* DIRECTIONS FOR THIS TASK:
Wherever the string "SubagentStats" occurs in a line of these records, report that line.

* EXCERPTED DATA:

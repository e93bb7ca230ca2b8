use crate::state::{App, TranscriptPanel};
use crate::theme::{self, icons};
use chrono::{DateTime, Local};
use ocm_core::format::{
    channel_icon, format_runtime, format_tokens, relative_time, StatusCounts, SubagentStats,
};
use ocm_core::transcript::TranscriptView;
use ocm_core::tree::{Snapshot, TreeRow};
use ocm_gateway::ConnectionState;
use ratatui::{
    layout::{Constraint, Direction, Layout, Rect},
    style::{Modifier, Style},
    text::{Line, Span},
    widgets::{Block, BorderType, Borders, List, ListItem, ListState, Paragraph, Wrap},
    Frame,
};

pub fn render(f: &mut Frame, app: &App, now_ms: i64) {
    let area = f.size();
    f.render_widget(
        Block::default().style(Style::default().bg(theme::BACKGROUND).fg(theme::TEXT)),
        area,
    );

    let layout = Layout::default()
        .direction(Direction::Vertical)
        .constraints([
            Constraint::Length(1),
            Constraint::Min(0),
            Constraint::Length(3),
            Constraint::Length(1),
        ])
        .split(area);

    render_header(f, app, layout[0]);
    if app.show_help || app.show_transcript {
        let main = Layout::default()
            .direction(Direction::Horizontal)
            .constraints([Constraint::Percentage(40), Constraint::Percentage(60)])
            .split(layout[1]);
        render_tree(f, app, now_ms, main[0]);
        if app.show_help {
            render_help(f, main[1]);
        } else {
            render_transcript(f, app, main[1]);
        }
    } else {
        render_tree(f, app, now_ms, layout[1]);
    }
    render_summary(f, app, now_ms, layout[2]);
    render_footer(f, layout[3]);
}

fn panel(title: &str) -> Block<'_> {
    Block::default()
        .borders(Borders::ALL)
        .border_type(BorderType::Rounded)
        .border_style(Style::default().fg(theme::BORDER))
        .title(Span::styled(format!(" {title} "), theme::HEADER_STYLE))
        .style(Style::default().bg(theme::SURFACE))
}

fn render_header(f: &mut Frame, app: &App, area: Rect) {
    let line = Line::from(vec![
        Span::styled("🌘 OpenClaw", theme::HEADER_STYLE),
        Span::styled(format!("  {}", app.base_url), Style::default().fg(theme::MUTED)),
    ]);
    f.render_widget(Paragraph::new(line), area);
}

fn render_tree(f: &mut Frame, app: &App, now_ms: i64, area: Rect) {
    let block = panel("Agents");
    if app.tree.is_empty() {
        let message = match &app.connection {
            ConnectionState::Connecting => "Waiting for the gateway...",
            ConnectionState::Connected => "No sessions in the last 24h",
            ConnectionState::Disconnected { .. } => "Gateway unreachable. Press r to retry.",
            ConnectionState::AuthFailed { .. } => "Gateway rejected the token. Check gateway.auth.token.",
        };
        let p = Paragraph::new(Line::from(Span::styled(
            message,
            Style::default().fg(theme::MUTED),
        )))
        .block(block)
        .wrap(Wrap { trim: true });
        f.render_widget(p, area);
        return;
    }

    let items: Vec<ListItem> = app
        .tree
        .rows()
        .iter()
        .map(|row| ListItem::new(tree_line(app, *row, now_ms)))
        .collect();
    let list = List::new(items)
        .block(block)
        .highlight_style(theme::SELECTED_STYLE);
    let mut state = ListState::default();
    state.select(app.tree.selected_index());
    f.render_stateful_widget(list, area, &mut state);
}

fn tree_line(app: &App, row: TreeRow, now_ms: i64) -> Line<'static> {
    if row.is_group() {
        let Some(group) = app.tree.row_group(row) else {
            return Line::from("");
        };
        let expander = if app.tree.is_expanded(&group.agent_id) {
            icons::EXPANDED
        } else {
            icons::COLLAPSED
        };
        return Line::from(vec![
            Span::styled(format!("{expander} {}", group.agent_id), theme::GROUP_STYLE),
            Span::styled(
                format!(" ({})", group.sessions.len()),
                Style::default().fg(theme::MUTED),
            ),
        ]);
    }

    let Some(session) = app.tree.row_session(row) else {
        return Line::from("");
    };
    let status = session.status(now_ms);
    let tokens = match session.context_tokens {
        Some(context) => format!(
            "{}/{}",
            format_tokens(session.total_tokens),
            format_tokens(context)
        ),
        None => format_tokens(session.total_tokens),
    };
    let muted = Style::default().fg(theme::MUTED);
    Line::from(vec![
        Span::raw("  "),
        Span::styled(status.icon(), theme::status_style(status)),
        Span::raw(" "),
        Span::styled(session.name().to_string(), Style::default().fg(theme::TEXT)),
        Span::styled(format!("  {}", session.short_model()), muted),
        Span::raw(format!("  {}", channel_icon(&session.channel))),
        Span::styled(format!(" {tokens}"), muted),
        Span::styled(
            format!("  {}", relative_time(session.updated_at, now_ms)),
            theme::status_style(status),
        ),
    ])
}

fn render_transcript(f: &mut Frame, app: &App, area: Rect) {
    let muted = Style::default().fg(theme::MUTED);
    let (title, lines) = match &app.transcript {
        TranscriptPanel::Placeholder => (
            "Transcript".to_string(),
            vec![Line::from(Span::styled(
                "Select a session and press Enter to view its transcript",
                muted,
            ))],
        ),
        TranscriptPanel::Loading { title, .. } => (
            title.clone(),
            vec![Line::from(Span::styled("Loading...", muted))],
        ),
        TranscriptPanel::Loaded { title, view, .. } => (title.clone(), transcript_lines(view)),
    };

    let block = panel(&title);
    let inner_height = block.inner(area).height as usize;
    let scroll = lines.len().saturating_sub(inner_height) as u16;
    let p = Paragraph::new(lines)
        .block(block)
        .wrap(Wrap { trim: false })
        .scroll((scroll, 0));
    f.render_widget(p, area);
}

fn transcript_lines(view: &TranscriptView) -> Vec<Line<'static>> {
    match view {
        TranscriptView::Empty => vec![Line::from(Span::styled(
            "No messages found",
            Style::default().fg(theme::MUTED),
        ))],
        TranscriptView::Messages(messages) => messages
            .iter()
            .map(|message| {
                let style = theme::role_style(&message.role);
                Line::from(vec![
                    Span::styled(
                        format!("[{}] {}:", message.clock_label(), message.role.as_str()),
                        style,
                    ),
                    Span::raw(format!(" {}", message.content)),
                ])
            })
            .collect(),
    }
}

fn render_summary(f: &mut Frame, app: &App, now_ms: i64, area: Rect) {
    let style = match app.connection {
        ConnectionState::Disconnected { .. } => Style::default().fg(theme::CRITICAL),
        ConnectionState::AuthFailed { .. } => Style::default().fg(theme::ALERT),
        _ => Style::default().fg(theme::TEXT),
    };
    let block = Block::default()
        .borders(Borders::TOP)
        .border_style(Style::default().fg(theme::BORDER))
        .style(Style::default().bg(theme::SURFACE));
    let p = Paragraph::new(Line::from(Span::styled(
        summary_text(&app.connection, &app.snapshot, now_ms),
        style,
    )))
    .block(block);
    f.render_widget(p, area);
}

/// Footer text: connection problems first, then counts and freshness.
/// Counts come from the sub-agent tree when the gateway supplied one, and
/// from the session list otherwise.
pub fn summary_text(connection: &ConnectionState, snapshot: &Snapshot, now_ms: i64) -> String {
    let totals = match &snapshot.subagents {
        Some(stats) => subagent_totals(stats),
        None => session_totals(&StatusCounts::tally(&snapshot.groups, now_ms)),
    };
    let freshness = snapshot
        .updated_at_ms
        .map(|updated| format!("last update {}", clock_time(updated)));

    match connection {
        ConnectionState::Connecting if snapshot.updated_at_ms.is_none() => {
            format!("{} Connecting...", icons::CONNECTING)
        }
        ConnectionState::Disconnected { message } => match freshness {
            Some(freshness) => format!(
                "{} Gateway unreachable: {message} │ {totals} ({freshness})",
                icons::UNREACHABLE
            ),
            None => format!("{} Gateway unreachable: {message}", icons::UNREACHABLE),
        },
        ConnectionState::AuthFailed { message } => {
            format!("{} Auth failed: {message}", icons::LOCKED)
        }
        _ => match freshness {
            Some(freshness) => format!("{totals} · {freshness}"),
            None => totals,
        },
    }
}

fn session_totals(counts: &StatusCounts) -> String {
    format!(
        "● {} active  ○ {} idle  ⚠ {} aborted │ {} total",
        counts.active,
        counts.idle,
        counts.aborted,
        counts.total()
    )
}

fn subagent_totals(stats: &SubagentStats) -> String {
    let running = if stats.active > 0 {
        format!(
            "{} {} running (longest {})",
            icons::RUNNING,
            stats.active,
            format_runtime(stats.longest_active_ms)
        )
    } else {
        format!("{} 0 running", icons::NOTHING_RUNNING)
    };
    format!(
        "{running}  {} {} done │ {} total",
        icons::DONE,
        stats.completed,
        stats.total
    )
}

fn clock_time(epoch_ms: i64) -> String {
    DateTime::from_timestamp_millis(epoch_ms)
        .map(|time| time.with_timezone(&Local).format("%H:%M:%S").to_string())
        .unwrap_or_else(|| "--:--:--".to_string())
}

fn render_footer(f: &mut Frame, area: Rect) {
    let key = Style::default().fg(theme::ACCENT).add_modifier(Modifier::BOLD);
    let label = Style::default().fg(theme::MUTED);
    let mut spans = Vec::new();
    for (binding, action) in [
        ("q", "quit"),
        ("r", "refresh"),
        ("enter", "open"),
        ("space", "fold"),
        ("e/c", "expand/collapse"),
        ("v", "transcript"),
        ("?", "help"),
    ] {
        spans.push(Span::styled(format!(" {binding} "), key));
        spans.push(Span::styled(format!("{action} "), label));
    }
    f.render_widget(Paragraph::new(Line::from(spans)), area);
}

fn render_help(f: &mut Frame, area: Rect) {
    let block = panel("Help");
    let key = Style::default().fg(theme::ACCENT);
    let bindings = [
        ("j / Down", "Next row"),
        ("k / Up", "Previous row"),
        ("g / Home", "First row"),
        ("Space", "Expand/collapse agent"),
        ("Enter", "Open transcript (or fold agent)"),
        ("e", "Expand all agents"),
        ("c", "Collapse all agents"),
        ("v", "Toggle transcript panel"),
        ("r", "Refresh now"),
        ("?", "Toggle help"),
        ("q / Ctrl-C", "Quit"),
    ];
    let mut text = vec![
        Line::from(Span::styled(
            "Keyboard Shortcuts",
            Style::default().add_modifier(Modifier::BOLD),
        )),
        Line::from(""),
    ];
    text.extend(bindings.iter().map(|(binding, action)| {
        Line::from(vec![
            Span::styled(format!("{binding:<12}"), key),
            Span::raw(*action),
        ])
    }));

    let p = Paragraph::new(text).block(block).wrap(Wrap { trim: true });
    f.render_widget(p, area);
}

* SOLUTION TO THIS TASK:
    channel_icon, format_runtime, format_tokens, relative_time, StatusCounts, SubagentStats,
fn subagent_totals(stats: &SubagentStats) -> String {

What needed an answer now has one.